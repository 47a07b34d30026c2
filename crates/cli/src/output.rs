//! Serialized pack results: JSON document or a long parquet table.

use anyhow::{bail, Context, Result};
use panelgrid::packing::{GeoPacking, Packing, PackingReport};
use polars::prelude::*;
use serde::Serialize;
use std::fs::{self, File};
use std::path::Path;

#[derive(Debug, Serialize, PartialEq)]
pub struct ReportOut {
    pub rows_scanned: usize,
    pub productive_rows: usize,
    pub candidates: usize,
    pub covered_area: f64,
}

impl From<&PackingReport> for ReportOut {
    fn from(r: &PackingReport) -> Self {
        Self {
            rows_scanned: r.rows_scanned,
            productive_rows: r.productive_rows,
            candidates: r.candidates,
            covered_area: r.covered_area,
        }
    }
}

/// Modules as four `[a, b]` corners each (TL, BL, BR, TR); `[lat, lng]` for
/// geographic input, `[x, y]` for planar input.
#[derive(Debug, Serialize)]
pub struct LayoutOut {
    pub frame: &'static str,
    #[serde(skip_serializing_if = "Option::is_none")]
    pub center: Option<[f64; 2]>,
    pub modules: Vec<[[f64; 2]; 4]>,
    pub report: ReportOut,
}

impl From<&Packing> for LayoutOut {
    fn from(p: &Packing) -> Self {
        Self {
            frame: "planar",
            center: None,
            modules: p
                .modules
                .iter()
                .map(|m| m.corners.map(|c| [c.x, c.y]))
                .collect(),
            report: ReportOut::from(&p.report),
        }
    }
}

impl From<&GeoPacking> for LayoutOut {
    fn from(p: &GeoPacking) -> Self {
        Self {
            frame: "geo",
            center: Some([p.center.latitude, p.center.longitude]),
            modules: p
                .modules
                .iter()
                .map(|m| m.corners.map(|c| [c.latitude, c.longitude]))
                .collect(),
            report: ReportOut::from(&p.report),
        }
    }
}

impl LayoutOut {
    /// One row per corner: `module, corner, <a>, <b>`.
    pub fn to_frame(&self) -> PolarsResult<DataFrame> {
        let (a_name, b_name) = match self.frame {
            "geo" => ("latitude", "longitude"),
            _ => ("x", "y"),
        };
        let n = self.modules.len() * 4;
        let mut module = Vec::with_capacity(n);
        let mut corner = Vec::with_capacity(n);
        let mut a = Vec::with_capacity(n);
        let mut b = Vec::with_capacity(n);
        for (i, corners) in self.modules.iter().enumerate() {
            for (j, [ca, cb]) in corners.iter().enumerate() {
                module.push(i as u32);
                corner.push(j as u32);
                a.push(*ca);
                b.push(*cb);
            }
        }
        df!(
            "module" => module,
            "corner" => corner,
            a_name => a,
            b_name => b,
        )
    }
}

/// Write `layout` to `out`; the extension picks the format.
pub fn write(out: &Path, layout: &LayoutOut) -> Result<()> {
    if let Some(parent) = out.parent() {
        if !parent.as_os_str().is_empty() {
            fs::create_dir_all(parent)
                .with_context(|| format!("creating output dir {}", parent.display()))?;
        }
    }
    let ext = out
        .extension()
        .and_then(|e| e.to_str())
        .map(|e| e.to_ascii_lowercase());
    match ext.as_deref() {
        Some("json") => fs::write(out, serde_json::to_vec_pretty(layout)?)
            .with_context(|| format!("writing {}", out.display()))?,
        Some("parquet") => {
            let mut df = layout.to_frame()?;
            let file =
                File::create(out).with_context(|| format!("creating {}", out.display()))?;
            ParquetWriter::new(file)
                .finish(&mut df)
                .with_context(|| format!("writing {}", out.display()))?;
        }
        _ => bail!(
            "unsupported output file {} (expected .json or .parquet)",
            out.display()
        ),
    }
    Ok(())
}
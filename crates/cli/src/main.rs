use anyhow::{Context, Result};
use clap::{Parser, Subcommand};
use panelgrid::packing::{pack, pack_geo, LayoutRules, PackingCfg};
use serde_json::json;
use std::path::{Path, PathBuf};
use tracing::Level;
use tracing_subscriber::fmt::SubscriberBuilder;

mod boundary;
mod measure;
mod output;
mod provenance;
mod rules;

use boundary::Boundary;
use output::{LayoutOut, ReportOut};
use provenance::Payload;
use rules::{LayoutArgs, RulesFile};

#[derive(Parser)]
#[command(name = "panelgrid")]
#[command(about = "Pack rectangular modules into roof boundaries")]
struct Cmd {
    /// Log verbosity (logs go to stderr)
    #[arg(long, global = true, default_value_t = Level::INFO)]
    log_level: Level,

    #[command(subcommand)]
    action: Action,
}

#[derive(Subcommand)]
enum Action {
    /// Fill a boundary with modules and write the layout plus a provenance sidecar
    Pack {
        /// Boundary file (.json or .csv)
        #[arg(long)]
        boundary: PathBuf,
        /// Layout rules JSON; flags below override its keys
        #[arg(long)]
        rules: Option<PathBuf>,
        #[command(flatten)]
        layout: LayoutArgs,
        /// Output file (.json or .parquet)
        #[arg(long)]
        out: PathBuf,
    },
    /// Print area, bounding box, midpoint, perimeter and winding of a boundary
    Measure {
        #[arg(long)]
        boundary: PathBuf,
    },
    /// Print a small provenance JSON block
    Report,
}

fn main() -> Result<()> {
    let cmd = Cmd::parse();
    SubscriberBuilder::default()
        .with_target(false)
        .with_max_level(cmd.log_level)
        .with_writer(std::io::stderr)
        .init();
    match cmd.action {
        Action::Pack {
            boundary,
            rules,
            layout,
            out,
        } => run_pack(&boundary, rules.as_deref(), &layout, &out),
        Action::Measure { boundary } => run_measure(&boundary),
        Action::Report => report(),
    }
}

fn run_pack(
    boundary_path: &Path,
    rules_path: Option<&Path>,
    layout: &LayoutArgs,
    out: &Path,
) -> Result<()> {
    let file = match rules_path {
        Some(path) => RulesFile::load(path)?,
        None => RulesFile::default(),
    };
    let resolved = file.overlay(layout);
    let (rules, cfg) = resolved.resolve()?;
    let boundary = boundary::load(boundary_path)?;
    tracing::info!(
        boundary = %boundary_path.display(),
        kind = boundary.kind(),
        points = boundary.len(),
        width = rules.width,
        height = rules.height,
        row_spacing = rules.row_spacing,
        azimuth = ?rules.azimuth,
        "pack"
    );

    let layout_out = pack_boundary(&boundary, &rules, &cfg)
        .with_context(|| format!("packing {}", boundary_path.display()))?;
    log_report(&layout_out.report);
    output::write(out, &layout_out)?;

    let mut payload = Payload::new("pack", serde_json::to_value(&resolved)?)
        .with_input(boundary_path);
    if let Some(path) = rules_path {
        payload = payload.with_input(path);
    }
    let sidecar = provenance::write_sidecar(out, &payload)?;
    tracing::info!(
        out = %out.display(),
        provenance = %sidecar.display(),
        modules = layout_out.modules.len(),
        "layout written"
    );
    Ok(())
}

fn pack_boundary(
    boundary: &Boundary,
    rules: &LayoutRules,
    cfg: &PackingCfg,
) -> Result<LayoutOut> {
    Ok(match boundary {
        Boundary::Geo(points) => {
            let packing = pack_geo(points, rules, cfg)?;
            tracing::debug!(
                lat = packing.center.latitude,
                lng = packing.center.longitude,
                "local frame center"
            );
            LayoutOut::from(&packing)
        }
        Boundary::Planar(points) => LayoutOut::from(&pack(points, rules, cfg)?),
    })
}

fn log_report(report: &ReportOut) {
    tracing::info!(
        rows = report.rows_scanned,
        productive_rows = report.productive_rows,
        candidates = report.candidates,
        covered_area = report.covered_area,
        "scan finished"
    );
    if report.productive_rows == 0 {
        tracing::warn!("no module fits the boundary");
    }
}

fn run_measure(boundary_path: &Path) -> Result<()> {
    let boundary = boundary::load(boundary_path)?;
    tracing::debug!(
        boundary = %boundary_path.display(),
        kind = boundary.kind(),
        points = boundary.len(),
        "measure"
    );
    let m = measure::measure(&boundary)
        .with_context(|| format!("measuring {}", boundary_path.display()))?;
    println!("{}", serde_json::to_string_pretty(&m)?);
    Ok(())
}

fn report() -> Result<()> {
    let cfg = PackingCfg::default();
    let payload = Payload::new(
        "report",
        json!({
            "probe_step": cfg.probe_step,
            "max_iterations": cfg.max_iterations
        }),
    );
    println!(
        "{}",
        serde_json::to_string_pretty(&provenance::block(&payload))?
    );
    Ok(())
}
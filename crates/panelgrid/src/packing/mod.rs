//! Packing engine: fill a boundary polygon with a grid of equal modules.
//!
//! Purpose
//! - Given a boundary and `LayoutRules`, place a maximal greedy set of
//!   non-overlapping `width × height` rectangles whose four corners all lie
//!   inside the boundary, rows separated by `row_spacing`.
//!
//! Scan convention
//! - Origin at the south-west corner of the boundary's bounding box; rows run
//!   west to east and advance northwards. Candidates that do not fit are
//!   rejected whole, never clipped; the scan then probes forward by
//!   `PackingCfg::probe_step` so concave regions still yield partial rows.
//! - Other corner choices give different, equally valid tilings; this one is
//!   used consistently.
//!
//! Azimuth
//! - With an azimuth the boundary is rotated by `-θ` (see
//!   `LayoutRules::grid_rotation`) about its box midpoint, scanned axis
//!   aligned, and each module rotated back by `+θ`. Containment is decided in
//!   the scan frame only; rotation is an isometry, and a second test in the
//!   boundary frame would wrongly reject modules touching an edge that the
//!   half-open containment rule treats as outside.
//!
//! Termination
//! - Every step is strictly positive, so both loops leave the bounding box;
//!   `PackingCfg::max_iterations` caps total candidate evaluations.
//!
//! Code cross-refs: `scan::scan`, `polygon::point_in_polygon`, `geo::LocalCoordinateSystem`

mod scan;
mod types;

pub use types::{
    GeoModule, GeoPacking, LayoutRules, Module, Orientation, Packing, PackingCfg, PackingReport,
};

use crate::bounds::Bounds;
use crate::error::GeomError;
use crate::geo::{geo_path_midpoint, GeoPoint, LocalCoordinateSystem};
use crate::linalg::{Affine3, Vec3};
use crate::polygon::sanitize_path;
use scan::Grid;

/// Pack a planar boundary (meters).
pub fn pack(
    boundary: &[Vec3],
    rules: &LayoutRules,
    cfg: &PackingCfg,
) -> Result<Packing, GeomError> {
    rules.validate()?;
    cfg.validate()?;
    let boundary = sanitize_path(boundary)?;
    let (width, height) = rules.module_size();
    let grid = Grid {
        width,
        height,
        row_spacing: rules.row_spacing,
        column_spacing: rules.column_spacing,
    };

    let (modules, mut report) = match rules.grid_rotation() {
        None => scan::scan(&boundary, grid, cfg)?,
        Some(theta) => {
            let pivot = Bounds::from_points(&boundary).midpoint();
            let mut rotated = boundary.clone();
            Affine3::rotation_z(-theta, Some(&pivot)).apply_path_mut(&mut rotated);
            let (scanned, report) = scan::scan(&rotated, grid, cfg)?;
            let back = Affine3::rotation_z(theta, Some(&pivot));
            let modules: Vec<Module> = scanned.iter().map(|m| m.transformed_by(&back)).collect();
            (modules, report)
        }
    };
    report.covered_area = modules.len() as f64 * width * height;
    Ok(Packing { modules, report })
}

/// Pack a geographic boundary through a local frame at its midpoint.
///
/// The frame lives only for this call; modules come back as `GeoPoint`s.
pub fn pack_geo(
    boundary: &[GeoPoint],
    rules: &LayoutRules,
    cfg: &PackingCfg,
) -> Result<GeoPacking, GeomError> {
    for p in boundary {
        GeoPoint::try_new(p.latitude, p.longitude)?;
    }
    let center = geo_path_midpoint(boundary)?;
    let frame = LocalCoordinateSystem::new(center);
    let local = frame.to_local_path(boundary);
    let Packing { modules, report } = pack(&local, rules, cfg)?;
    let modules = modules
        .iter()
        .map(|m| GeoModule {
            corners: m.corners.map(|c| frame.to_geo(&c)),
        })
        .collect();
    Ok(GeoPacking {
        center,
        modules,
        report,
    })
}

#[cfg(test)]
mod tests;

• Task to complete
Your answer should consist of each line of the data above in which the word "this" occurs.

• Output below
//! - Other corner choices give different, equally valid tilings; this one is
/// The frame lives only for this call; modules come back as `GeoPoint`s.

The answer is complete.